===== Data records =====

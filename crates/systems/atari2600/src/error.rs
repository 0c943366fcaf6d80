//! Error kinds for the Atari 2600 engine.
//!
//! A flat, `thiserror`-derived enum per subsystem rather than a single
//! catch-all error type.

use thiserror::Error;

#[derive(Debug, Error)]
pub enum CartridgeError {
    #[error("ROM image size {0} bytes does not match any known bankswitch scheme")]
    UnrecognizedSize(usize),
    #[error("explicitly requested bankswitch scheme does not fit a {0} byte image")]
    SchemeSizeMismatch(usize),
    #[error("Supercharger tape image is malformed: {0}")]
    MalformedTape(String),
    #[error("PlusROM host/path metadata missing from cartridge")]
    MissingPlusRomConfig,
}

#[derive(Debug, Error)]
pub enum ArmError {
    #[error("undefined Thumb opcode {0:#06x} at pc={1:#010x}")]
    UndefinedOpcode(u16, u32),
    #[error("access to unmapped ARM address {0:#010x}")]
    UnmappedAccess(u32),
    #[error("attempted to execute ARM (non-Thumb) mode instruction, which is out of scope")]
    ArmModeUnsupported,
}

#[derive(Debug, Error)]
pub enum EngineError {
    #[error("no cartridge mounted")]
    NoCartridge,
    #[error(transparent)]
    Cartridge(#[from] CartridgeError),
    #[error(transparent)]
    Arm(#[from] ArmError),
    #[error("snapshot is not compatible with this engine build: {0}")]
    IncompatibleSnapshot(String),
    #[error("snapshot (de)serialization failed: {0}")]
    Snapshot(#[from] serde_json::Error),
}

=====

Requirement: Each line with the string "from" counts once; report how many such lines the material has, as a bare number.

Your solution: 4